The data pipeline of the InfDB-basedata-buildings is shown in the following figure. It consists of three main stages: data transformation, validation and enrichment. The pipeline is designed to process building-related data from various sources and prepare it for use in InfDB. Data Pipeline infdb-basedata-buildings

Data Transformation: LOD2 data is processed and combined with Zensus 2022 data to derive key building characteristics — such as building type and construction period — that are required for downstream tools (e.g. RO-heat).

Data Validation: Once building characteristics are assigned, aggregated values at the grid-cell level are calculated. These are then refined and validated using Zensus 2022 data available at 100 m × 100 m and 1 km × 1 km grid resolutions.

Data Enrichment: Where LOD2 attributes (e.g. building height or number of above-ground storeys) are missing, these values are estimated using average characteristics from neighbouring buildings.

Output Data

The main output of the tool is:

  • Detailed Building Information (e.g. Building Type, Number of Households, Number of floors)
  • Building Time Series Information - specified using geographical location (e.g. openmeteo hourly temperature)

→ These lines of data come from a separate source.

//! Console wiring read from a TOML file.
//!
//! ```toml
//! [[device]]
//! name = "great"
//! division = "great"
//! strobes = [28, 29, 30, 31, 32, 33]
//! senses = [36, 37, 38, 39, 40, 41, 42, 43, 44, 45, 46]
//! offset = -5
//! stride = 6
//! mask = "bottom-key"
//!
//! [transpose]
//! device = "pistons"
//! up = 6
//! down = 7
//! ```
//!
//! A device without `strobes` is a bank of buttons wired to ground. `mask` is
//! either `"bottom-key"` or one bit pattern per strobe. The panel lamps,
//! status LED and expression input keep their fixed lines, which no device
//! may use.

use std::path::Path;

use anyhow::{anyhow, bail, Context, Result};
use log::debug;
use serde::Deserialize;

use organ_scan::keymap::all_senses;
use organ_scan::organ::{
    self, ChannelMap, ConsoleRegistry, Division, WiredDevice, DEVICES, KEYS, PANEL_LINES,
    REFERENCE_WIRING, TRANSPOSE_DOWN, TRANSPOSE_UP,
};
use organ_scan::panel::Panel;
use organ_scan::piston::TransposeGesture;
use organ_scan::{ConfigError, DeviceConfig, DeviceId, LineId, LineIo, Scanner, SenseMask};

#[derive(Debug, Deserialize)]
#[serde(deny_unknown_fields)]
struct WiringFile {
    #[serde(rename = "device")]
    devices: Vec<DeviceEntry>,
    transpose: Option<TransposeEntry>,
}

#[derive(Debug, Deserialize)]
#[serde(deny_unknown_fields)]
struct DeviceEntry {
    name: String,
    division: String,
    #[serde(default)]
    strobes: Vec<u8>,
    senses: Vec<u8>,
    #[serde(default)]
    offset: i16,
    #[serde(default = "default_stride")]
    stride: u8,
    strobe_step: Option<u8>,
    settle_us: Option<u16>,
    debounce: Option<u8>,
    mask: Option<MaskEntry>,
}

fn default_stride() -> u8 {
    1
}

#[derive(Debug, Deserialize)]
#[serde(untagged)]
enum MaskEntry {
    Named(String),
    Rows(Vec<u16>),
}

#[derive(Debug, Deserialize)]
#[serde(deny_unknown_fields)]
struct TransposeEntry {
    device: Option<String>,
    up: u8,
    down: u8,
}

/// Lines of the transpose buttons and the device whose channel they use.
#[derive(Copy, Clone, Debug, PartialEq, Eq)]
pub struct TransposeWiring {
    /// Index into [`Wiring::devices`].
    pub device: usize,
    pub up: LineId,
    pub down: LineId,
}

/// A whole console: its devices in registration order plus the optional
/// transpose buttons.
#[derive(Clone, Debug)]
pub struct Wiring {
    pub devices: Vec<WiredDevice>,
    pub transpose: Option<TransposeWiring>,
}

/// A wiring after [`Wiring::begin`]: ready to scan.
pub struct Console {
    pub scanner: Scanner<'static, DEVICES, KEYS>,
    pub channels: ChannelMap<DEVICES>,
    pub gesture: Option<(DeviceId, TransposeGesture)>,
    pub panel: Panel,
}

impl Wiring {
    /// The wiring the firmware is built with.
    pub fn reference() -> Self {
        Self {
            devices: REFERENCE_WIRING.to_vec(),
            transpose: Some(TransposeWiring {
                device: 3,
                up: TRANSPOSE_UP,
                down: TRANSPOSE_DOWN,
            }),
        }
    }

    /// Load `path`, or the reference wiring when no path is given.
    pub fn load(path: Option<&Path>) -> Result<Self> {
        let Some(path) = path else {
            debug!(target: "wiring", "using reference wiring");
            return Ok(Self::reference());
        };
        let contents = std::fs::read_to_string(path)
            .with_context(|| format!("reading {}", path.display()))?;
        Self::parse(&contents).with_context(|| format!("parsing wiring {}", path.display()))
    }

    pub fn parse(contents: &str) -> Result<Self> {
        let file: WiringFile = toml::from_str(contents).context("invalid TOML")?;
        if file.devices.is_empty() {
            bail!("no [[device]] entries");
        }

        let devices = file
            .devices
            .into_iter()
            .map(|entry| {
                let name = entry.name.clone();
                convert_device(entry).with_context(|| format!("device `{}`", name))
            })
            .collect::<Result<Vec<_>>>()?;

        let transpose = match file.transpose {
            Some(entry) => Some(convert_transpose(entry, &devices)?),
            None => None,
        };

        debug!(target: "wiring", "loaded {} devices", devices.len());
        Ok(Self { devices, transpose })
    }

    /// Register every device, check the set and configure its lines on `io`.
    pub fn begin<IO: LineIo + ?Sized>(&self, io: &mut IO) -> Result<Console> {
        organ::check_free_lines(&self.devices, &PANEL_LINES)
            .map_err(|err| name_device(&self.devices, err))
            .context("panel lines")?;

        let mut registry = ConsoleRegistry::new();
        let mut channels = ChannelMap::new();
        let mut ids = Vec::with_capacity(self.devices.len());
        for device in &self.devices {
            let id = registry
                .register_device(device.config)
                .with_context(|| format!("device `{}`", device.name))?;
            channels.assign(id, device.division);
            ids.push(id);
        }
        let scanner = registry.begin(io).context("conflicting devices")?;

        let gesture = self.transpose.map(|t| {
            let id = ids[t.device];
            let gesture = TransposeGesture::new(id, t.up, t.down);
            gesture.configure(io);
            (id, gesture)
        });

        let panel = organ::panel();
        panel.configure(io);

        Ok(Console {
            scanner,
            channels,
            gesture,
            panel,
        })
    }

    /// Index of the device called `name`.
    pub fn find(&self, name: &str) -> Option<usize> {
        self.devices.iter().position(|d| d.name == name)
    }
}

fn convert_device(entry: DeviceEntry) -> Result<WiredDevice> {
    let Some(division) = Division::from_name(&entry.division) else {
        bail!("unknown division `{}`", entry.division);
    };

    let strobe_count = entry.strobes.len();
    let sense_count = entry.senses.len();
    let strobes = leak_lines(entry.strobes);
    let senses = leak_lines(entry.senses);

    let mut config = if strobes.is_empty() {
        DeviceConfig::direct(senses, entry.offset)
    } else {
        DeviceConfig::matrix(strobes, senses, entry.offset, entry.stride)
    };
    if let Some(step) = entry.strobe_step {
        config = config.with_strobe_step(step);
    }
    if let Some(settle_us) = entry.settle_us {
        config = config.with_settle_us(settle_us);
    }
    if let Some(debounce) = entry.debounce {
        config = config.with_debounce(debounce);
    }
    if let Some(mask) = entry.mask {
        let rows = match mask {
            MaskEntry::Named(name) if name == "bottom-key" => {
                bottom_key_rows(strobe_count, sense_count)
            }
            MaskEntry::Named(name) => bail!("unknown mask `{}`", name),
            MaskEntry::Rows(rows) => rows,
        };
        config = config.with_mask(SenseMask::PerStrobe(rows.leak()));
    }

    // Each device is checked alone here so the error names it; `begin`
    // repeats this and adds the cross-device checks.
    config.validate(KEYS)?;

    Ok(WiredDevice {
        name: entry.name.leak(),
        division,
        config,
    })
}

fn convert_transpose(entry: TransposeEntry, devices: &[WiredDevice]) -> Result<TransposeWiring> {
    let device = match &entry.device {
        Some(name) => match devices.iter().position(|d| d.name == name.as_str()) {
            Some(index) => index,
            None => bail!("transpose device `{}` is not defined", name),
        },
        None => match devices.iter().position(|d| d.division == Division::Pistons) {
            Some(index) => index,
            None => bail!("transpose buttons need a pistons device"),
        },
    };

    let (up, down) = (LineId(entry.up), LineId(entry.down));
    if up == down {
        bail!("transpose buttons share line {}", up);
    }
    if let Some(line) = [up, down].into_iter().find(|line| PANEL_LINES.contains(line)) {
        bail!("transpose line {} is a panel line", line);
    }
    organ::check_free_lines(devices, &[up, down])
        .map_err(|err| name_device(devices, err))
        .context("transpose buttons")?;

    Ok(TransposeWiring { device, up, down })
}

/// Turn a reserved-line error into one that names the device.
fn name_device(devices: &[WiredDevice], err: ConfigError) -> anyhow::Error {
    match err {
        ConfigError::ReservedLine { line, device } => match devices.get(device.index()) {
            Some(used) => anyhow!("line {} is already used by device `{}`", line, used.name),
            None => err.into(),
        },
        other => other.into(),
    }
}

/// The wiring lives as long as the process; scanning borrows it.
fn leak_lines(lines: Vec<u8>) -> &'static [LineId] {
    lines.into_iter().map(LineId).collect::<Vec<_>>().leak()
}

/// Every sense on every strobe, except sense 0 which only exists on the last.
fn bottom_key_rows(strobes: usize, senses: usize) -> Vec<u16> {
    let full = all_senses(senses);
    (0..strobes.max(1))
        .map(|s| if s + 1 == strobes.max(1) { full } else { full & !1 })
        .collect()
}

The output datasets are stored in the basedata schema of the InfDB PostgreSQL database. It contains the following tables:

  • buildings_grid_100m: Contains Zensus 2022 building information for 100m x 100m grid cells (number of inhabitants, average household size, distribution of building types, distribution of construction years).
  • buildings_grid_1km: Contains Zensus 2022 building information for 1km x 1km grid cells (number of inhabitants, average household size, distribution of building types, distribution of construction years).
  • buildings: Contains information for each specific building defined in the LOD2 database within the chosen AGS (height, floor area, number of floors, building use, building type, number of occupants, number of households, construction period, geographical information)
  • bld2ts: Relates every building in the LOD2 database with its specific time series data within the chosen AGS (openmeteo hourly temperature)